Un dispositif "flou", un encadrement "inefficace", des contrôles "lacunaires" et des financements aussi "généreux" qu'"insuffisamment contrôlés" : voici l'Agence nationale du DPC (ANDPC) rhabillée pour l'été. Le DPC "ne permet toujours pas (…) de s’assurer que les professionnels de santé mettent en œuvre au cours de leur vie professionnelle l'obligation de suivi des formations nécessaires pour assurer la qualité et la sécurité des soins", conclut la Cour des comptes au vitriol, dans un référé adressé mi-avril à Agnès Buzyn et rendu public cette semaine. Que reprochent les Sages de la rue Cambon à l'ANDPC ? Pour l'essentiel, de ne pas être en mesure de contrôler le DPC, malgré un budget "de 190 millions d'euros en 2018, financé par l'Assurance maladie, et qui devrait atteindre 204 millions d'euros en 2022". L'agence a été créée dans le cadre de la réforme du DPC de 2016, qui instaure une obligation triennale de formation pour les soignants. Par rapport à l'OGDPC (2012 – 2016), son prédécesseur chargé de contrôler les organismes de formation, elle dispose également d'une mission de contrôle des formations. Un ménage de printemps s'impose Les experts de la Cour des comptes pointent des orientations de formation "beaucoup trop nombreuses" (405 au total) et pourtant "souvent imprécises", dans certaines professions et disciplines. Incapable de sélectionner les actions de formation répondant à un besoin prioritaire, l'agence se retrouve à fonctionner "en guichet ouvert", estiment-ils. Ce qui, en matière de contrôle budgétaire, n'a rien d'un compliment. Le contrôle des formations s'organise en trois temps : en amont, via les dossiers déposés par les organismes de DPC (ODPC) ; pendant, les actions de DPC pouvant être évaluées sur leur contenu pédagogique ; et a posteriori, quand les bénéficiaires signalent des anomalies. Or, le contrôle de l'ANDPC pèche à tous les niveaux : il échoue à filtrer les ODPC financés par l'industrie pharmaceutique, évalue moins de 10 % des contenus de formation, et n'a pas réussi à traiter correctement les 122 signalements reçus en 2018.

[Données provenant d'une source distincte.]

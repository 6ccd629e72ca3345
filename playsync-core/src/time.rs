/// Get current time in milliseconds since UNIX epoch
pub fn current_time_ms() -> u64 {
    std::time::SystemTime::now()
        .duration_since(std::time::UNIX_EPOCH)
        .unwrap_or_default()
        .as_millis() as u64
}
//! FFI types exposed via uniffi

use crate::auth::AuthState;
use crate::error::Error;
use crate::sync::{ItemKind, PlaybackSnapshot, SyncStatus};

/// Error types exposed via FFI
#[derive(Debug, thiserror::Error, uniffi::Error)]
pub enum CoreError {
    #[error("Not signed in")]
    NotAuthenticated,

    #[error("No login in progress")]
    NoLoginInProgress,

    #[error("A login is already in progress")]
    LoginInProgress,

    #[error("Authorization rejected: {0}")]
    AuthorizationRejected(String),

    #[error("Invalid argument: {0}")]
    InvalidArgument(String),

    #[error("Nothing is playing")]
    NothingPlaying,

    #[error("Network error: {0}")]
    NetworkError(String),

    #[error("Spotify rejected the request (HTTP {0})")]
    RemoteRejected(u16),

    #[error("Unexpected response: {0}")]
    UnexpectedResponse(String),

    #[error("Storage error: {0}")]
    StorageError(String),

    #[error("Configuration error: {0}")]
    ConfigError(String),

    #[error("Runtime error: {0}")]
    RuntimeError(String),
}

impl From<Error> for CoreError {
    fn from(e: Error) -> Self {
        match e {
            Error::Unauthenticated | Error::RemoteRejected { status: 401 } => {
                CoreError::NotAuthenticated
            }
            Error::MissingVerifier => CoreError::NoLoginInProgress,
            Error::LoginInProgress => CoreError::LoginInProgress,
            Error::ExchangeRejected { status, reason } => CoreError::AuthorizationRejected(
                reason.unwrap_or_else(|| format!("token endpoint answered HTTP {}", status)),
            ),
            Error::AuthorizationDenied(reason) => CoreError::AuthorizationRejected(reason),
            Error::InvalidArgument(msg) => CoreError::InvalidArgument(msg),
            Error::NothingPlaying => CoreError::NothingPlaying,
            Error::RemoteUnavailable(msg) => CoreError::NetworkError(msg),
            Error::RemoteRejected { status } => CoreError::RemoteRejected(status),
            Error::MalformedResponse(msg) => CoreError::UnexpectedResponse(msg),
            Error::Storage(msg) => CoreError::StorageError(msg),
            Error::Config(msg) => CoreError::ConfigError(msg),
        }
    }
}

/// Track information exposed via FFI
#[derive(Debug, Clone, uniffi::Record)]
pub struct TrackInfo {
    pub track_id: String,
    pub name: String,
    /// Comma-separated artists, or the publisher for episodes
    pub artist: String,
    pub album: String,
    pub artwork_url: Option<String>,
    pub duration_ms: u64,
    pub is_episode: bool,
}

/// Displayed playback state exposed via FFI
#[derive(Debug, Clone, uniffi::Record)]
pub struct PlaybackState {
    pub track: TrackInfo,
    pub is_playing: bool,
    pub position_ms: u64,
    pub is_favorite: bool,
    /// When the server state behind this was fetched
    pub timestamp_ms: u64,
}

impl From<&PlaybackSnapshot> for PlaybackState {
    fn from(s: &PlaybackSnapshot) -> Self {
        Self {
            track: TrackInfo {
                track_id: s.track_id.clone(),
                name: s.track.name.clone(),
                artist: s.track.artist_line(),
                album: s.track.album.clone().unwrap_or_default(),
                artwork_url: s.track.artwork_url.clone(),
                duration_ms: s.duration_ms,
                is_episode: s.track.kind == ItemKind::Episode,
            },
            is_playing: s.is_playing,
            position_ms: s.progress_ms,
            is_favorite: s.is_favorite,
            timestamp_ms: s.fetched_at_ms,
        }
    }
}

/// Sync loop health exposed via FFI
#[derive(Debug, Clone, PartialEq, Eq, uniffi::Enum)]
pub enum SyncState {
    Starting,
    Live,
    NothingPlaying,
    Degraded {
        reason: String,
        consecutive_failures: u32,
    },
    SignedOut,
}

impl From<&SyncStatus> for SyncState {
    fn from(s: &SyncStatus) -> Self {
        match s {
            SyncStatus::Starting => SyncState::Starting,
            SyncStatus::Live => SyncState::Live,
            SyncStatus::NothingPlaying => SyncState::NothingPlaying,
            SyncStatus::Degraded {
                reason,
                consecutive_failures,
            } => SyncState::Degraded {
                reason: reason.clone(),
                consecutive_failures: *consecutive_failures,
            },
            SyncStatus::SignedOut => SyncState::SignedOut,
        }
    }
}

/// Login state exposed via FFI
#[derive(Debug, Clone, Copy, PartialEq, Eq, uniffi::Enum)]
pub enum LoginState {
    SignedOut,
    /// Browser login started, waiting for the redirect
    AwaitingRedirect,
    SignedIn,
}

impl From<AuthState> for LoginState {
    fn from(s: AuthState) -> Self {
        match s {
            AuthState::Unauthenticated => LoginState::SignedOut,
            AuthState::PendingExchange => LoginState::AwaitingRedirect,
            AuthState::Authenticated => LoginState::SignedIn,
        }
    }
}

/// Options for creating a session
///
/// Unset fields fall back to the config file, then the environment, then defaults.
#[derive(Debug, Clone, Default, uniffi::Record)]
pub struct SessionSettings {
    pub client_id: Option<String>,
    pub redirect_uri: Option<String>,
    /// TOML config file to load first
    pub config_path: Option<String>,
    /// Where to keep credentials; in memory only when unset and no default exists
    pub credentials_path: Option<String>,
    pub poll_interval_ms: Option<u64>,
}

/// Callback interface for session events
///
/// Called from a background thread, one event at a time and in order. A
/// callback may read the session (`current_playback`, `sync_state`,
/// `auth_state`) or call `stop_sync`. Blocking actions such as `play_pause`
/// must be dispatched to another thread.
#[uniffi::export(callback_interface)]
pub trait SessionCallback: Send + Sync {
    /// `None` when nothing is playing or the user signed out
    fn on_playback_changed(&self, playback: Option<PlaybackState>);
    fn on_status_changed(&self, status: SyncState);
    /// The stored credential is gone; show the login affordance
    fn on_auth_required(&self);
    fn on_error(&self, message: String);
}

En somme, la raquette a plus de trous que de filet... Les ODPC l'auraient bien compris, qui en profitent pour passer entre les mailles. "Certains organismes de formation n'hésitent d'ailleurs pas à multiplier les actions de DPC présentant le même intitulé au mot près afin de les engorger et ainsi contourner leur contrôle", précisent les experts. Pour une action de formation rejetée, il n'est pas rare qu'une formation "jumelle" échappe à tout contrôle, et se voit financée comme si de rien n'était. Des tarifs gonflés de 20 à 25 % Par ailleurs, le prix des actions de DPC est resté indexé sur le temps où la formation continue servait de manne aux syndicats professionnels, les tarifs étant négociés directement avec l'Assurance maladie. De sorte que les "forfaits apparaissent très largement surévalués par rapport au coût réel des formations", de 20 à 25 %, estiment les experts, qui évaluent le surcoût à "plus de cent millions d'euros" sur les cinq dernières années. "Les règles de gestion sont, par ailleurs, particulièrement lâches", remarquent-ils, évoquant des formations aux Seychelles, Maldives, Bahamas… Le coût des actions DPC hors Union européenne s'élève à 4,4 millions d'euros pour 2018. À titre d'exemple, Egora a fait une recherche sur les actions de DPC offertes aux généralistes libéraux dans les DOM-TOM en 2019 : 132 programmes de formation sont répertoriés contre seulement 108 dans la région Centre-Val-de-Loire, il est vrai moins attrayante au plan climatique… Le contrôle de la présence en formation serait également défaillant, notamment pour le e-learning, et reposerait souvent sur la seule bonne foi des organismes de formation. Or, ces derniers sont financés sur la base du nombre de participants affichés. Il n'existe par ailleurs aucun dispositif pour vérifier qu'une action de DPC n'est pas remboursée par plusieurs financeurs.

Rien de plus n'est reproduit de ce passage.